[Dataset entries]
******

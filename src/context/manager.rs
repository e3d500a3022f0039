//! Context manager - turns a project context into a bounded prompt addendum

use serde::Serialize;
use std::collections::BTreeMap;
use tracing::info;

use super::compression::truncate_token_list;
use super::fragment::{
    ContextBudget, ContextCategory, ContextFragment, Priority, DEFAULT_RESERVED_TOKENS,
    DEFAULT_TOTAL_TOKENS,
};
use super::loader::{HierarchicalLoader, PackStats, PackingStrategy};
use super::relevance::RelevanceScorer;
use crate::error::PaletteResult;
use crate::project::{ComponentInfo, DesignTokens, ProjectContext, ProjectStructure};

pub const DEFAULT_MAX_COMPONENT_EXAMPLES: usize = 5;

/// Knobs for a context optimization pass
#[derive(Debug, Clone, Copy, PartialEq)]
pub struct ContextSettings {
    pub total_tokens: usize,
    pub reserved_tokens: usize,
    pub max_component_examples: usize,
    pub strategy: PackingStrategy,
}

impl Default for ContextSettings {
    fn default() -> Self {
        Self {
            total_tokens: DEFAULT_TOTAL_TOKENS,
            reserved_tokens: DEFAULT_RESERVED_TOKENS,
            max_component_examples: DEFAULT_MAX_COMPONENT_EXAMPLES,
            strategy: PackingStrategy::default(),
        }
    }
}

#[derive(Debug, Clone, Default, PartialEq, Serialize)]
pub struct TokenBudgetStats {
    pub total: usize,
    pub available: usize,
    pub system_prompt: usize,
    pub user_prompt: usize,
    pub reserved: usize,
    pub context: usize,
}

impl From<&ContextBudget> for TokenBudgetStats {
    fn from(budget: &ContextBudget) -> Self {
        Self {
            total: budget.total_tokens,
            available: budget.available_tokens(),
            system_prompt: budget.system_prompt_tokens,
            user_prompt: budget.user_prompt_tokens,
            reserved: budget.reserved_tokens,
            context: budget.context_tokens(),
        }
    }
}

/// Configuration metadata merged in by the configuration-aware manager
#[derive(Debug, Clone, Default, PartialEq, Serialize)]
pub struct ConfigurationStats {
    pub framework: String,
    pub styling_system: String,
    pub component_library: String,
    pub confidence: f32,
    pub strategy: String,
    pub fragments_filtered: usize,
    pub fragments_force_kept: usize,
    pub fragments_synthesized: usize,
    pub weight_overrides: BTreeMap<String, f32>,
}

/// Informational stats about one optimization pass
#[derive(Debug, Clone, Default, PartialEq, Serialize)]
pub struct ContextStats {
    pub token_budget: TokenBudgetStats,
    pub packing: PackStats,
    pub chunks_by_type: BTreeMap<String, usize>,
    #[serde(skip_serializing_if = "Option::is_none")]
    pub configuration: Option<ConfigurationStats>,
}

/// Prompts ready to send plus what went into them
#[derive(Debug, Clone)]
pub struct OptimizedContext {
    pub system_prompt: String,
    pub user_prompt: String,
    pub selected: Vec<ContextFragment>,
    pub stats: ContextStats,
}

/// Packs project context into the system prompt within a token budget
#[derive(Debug, Clone, Default)]
pub struct ContextManager {
    settings: ContextSettings,
}

impl ContextManager {
    pub fn new(settings: ContextSettings) -> Self {
        Self { settings }
    }

    /// Optimize `project` into `system_base` for `request`
    pub fn optimize_context(
        &self,
        request: &str,
        project: &ProjectContext,
        system_base: &str,
        user_base: &str,
    ) -> PaletteResult<OptimizedContext> {
        let fragments = self.build_fragments(project);
        self.pack_and_format(request, fragments, RelevanceScorer::new(), system_base, user_base)
    }

    /// Fragments drawn from a project context, in a stable order
    pub fn build_fragments(&self, project: &ProjectContext) -> Vec<ContextFragment> {
        let mut fragments = Vec::new();

        if let Some(tokens) = project.design_tokens.as_ref().filter(|t| !t.is_empty()) {
            fragments.push(
                ContextFragment::new(
                    format_design_tokens(tokens),
                    ContextCategory::DesignTokens,
                    Priority::High,
                )
                    .with_source("design_tokens"),
            );
        }

        if let Some(framework) = project.framework.as_deref() {
            fragments.push(
                ContextFragment::new(
                    format_framework(framework, project.styling.as_deref(), project.typescript),
                    ContextCategory::FrameworkPatterns,
                    Priority::High,
                )
                .with_source("framework"),
            );
        }

        for component in project.components.iter().take(self.settings.max_component_examples) {
            fragments.push(
                ContextFragment::new(
                    format_component(component),
                    ContextCategory::ComponentExamples,
                    Priority::Medium,
                )
                .with_source(&format!("components.{}", component.name)),
            );
        }

        if let Some(structure) = project.project_structure.as_ref() {
            fragments.push(
                ContextFragment::new(
                    format_structure(
                        structure,
                        project.framework.as_deref(),
                        project.styling.as_deref(),
                    ),
                    ContextCategory::ProjectStructure,
                    Priority::Medium,
                )
                .with_source("project_structure"),
            );
        }

        if !project.available_imports.is_empty() {
            let content = project
                .available_imports
                .iter()
                .map(|path| format!("- {}", path))
                .collect::<Vec<_>>()
                .join("\n");
            fragments.push(
                ContextFragment::new(content, ContextCategory::AvailableImports, Priority::Medium)
                    .with_source("available_imports"),
            );
        }

        fragments
    }

    /// Pack `fragments` and append the result to `system_base`
    pub fn pack_and_format(
        &self,
        request: &str,
        fragments: Vec<ContextFragment>,
        scorer: RelevanceScorer,
        system_base: &str,
        user_base: &str,
    ) -> PaletteResult<OptimizedContext> {
        let budget = ContextBudget::for_prompts(
            self.settings.total_tokens,
            self.settings.reserved_tokens,
            system_base,
            user_base,
        )?;

        let loader = HierarchicalLoader::new(scorer).with_strategy(self.settings.strategy);
        let outcome = loader.pack(fragments, &budget, request);

        let mut chunks_by_type = BTreeMap::new();
        for fragment in &outcome.selected {
            *chunks_by_type.entry(fragment.category.key().to_string()).or_insert(0) += 1;
        }

        let block = format_context_block(&outcome.selected);
        let system_prompt = if block.is_empty() {
            system_base.to_string()
        } else {
            format!("{}\n\n{}", system_base.trim_end(), block)
        };

        info!(
            selected = outcome.stats.selected_fragments,
            total = outcome.stats.total_fragments,
            tokens = outcome.stats.tokens_used,
            budget = budget.context_tokens(),
            "context optimized"
        );

        Ok(OptimizedContext {
            system_prompt,
            user_prompt: user_base.to_string(),
            selected: outcome.selected,
            stats: ContextStats {
                token_budget: TokenBudgetStats::from(&budget),
                packing: outcome.stats,
                chunks_by_type,
                configuration: None,
            },
        })
    }
}

/// `key: a, b, c` per token group, long groups shortened
pub fn format_design_tokens(tokens: &DesignTokens) -> String {
    tokens
        .iter()
        .filter(|(_, values)| !values.is_empty())
        .map(|(kind, values)| {
            let items: Vec<&str> = values.iter().map(String::as_str).collect();
            format!("{}: {}", kind, truncate_token_list(&items))
        })
        .collect::<Vec<_>>()
        .join("\n")
}

fn format_framework(framework: &str, styling: Option<&str>, typescript: bool) -> String {
    let mut lines = vec![format!("Framework: {}", framework)];
    if let Some(styling) = styling {
        lines.push(format!("Styling: {}", styling));
    }
    lines.push(format!("TypeScript: {}", if typescript { "yes" } else { "no" }));
    lines.join("\n")
}

fn format_component(component: &ComponentInfo) -> String {
    let mut lines = Vec::new();
    if component.purpose.is_empty() {
        lines.push(component.name.clone());
    } else {
        lines.push(format!("{}: {}", component.name, component.purpose));
    }
    if !component.props.is_empty() {
        lines.push(format!("Props: {}", component.props.join(", ")));
        let usage = component
            .props
            .iter()
            .take(3)
            .map(|prop| format!("{}={{...}}", prop))
            .collect::<Vec<_>>()
            .join(" ");
        lines.push(format!("Usage: <{} {} />", component.name, usage));
    } else {
        lines.push(format!("Usage: <{} />", component.name));
    }
    lines.join("\n")
}

fn format_structure(
    structure: &ProjectStructure,
    framework: Option<&str>,
    styling: Option<&str>,
) -> String {
    let mut lines = vec![format!("Framework: {}", framework.unwrap_or("unknown"))];
    if let Some(styling) = styling {
        lines.push(format!("Styling: {}", styling));
    }
    lines.push(format!("Components: {}", structure.component_count));
    if !structure.key_features.is_empty() {
        lines.push(format!("Key features: {}", structure.key_features.join(", ")));
    }
    lines.extend(structure.directories.iter().map(|dir| format!("- {}", dir)));
    lines.join("\n")
}

/// Group fragments under headings in fixed section order
pub fn format_context_block(fragments: &[ContextFragment]) -> String {
    if fragments.is_empty() {
        return String::new();
    }

    let mut sections = vec!["## PROJECT CONTEXT".to_string()];
    for category in ContextCategory::ALL {
        let body: Vec<&str> = fragments
            .iter()
            .filter(|f| f.category == category)
            .map(|f| f.content.as_str())
            .collect();
        if body.is_empty() {
            continue;
        }
        sections.push(format!("### {}\n{}", category.heading(), body.join("\n\n")));
    }

    sections.join("\n\n")
}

******

Work required.
Lines containing the word "RelevanceScorer" are to be located in the entries and copied.

Answer to the problem.
use super::relevance::RelevanceScorer;
        self.pack_and_format(request, fragments, RelevanceScorer::new(), system_base, user_base)
        scorer: RelevanceScorer,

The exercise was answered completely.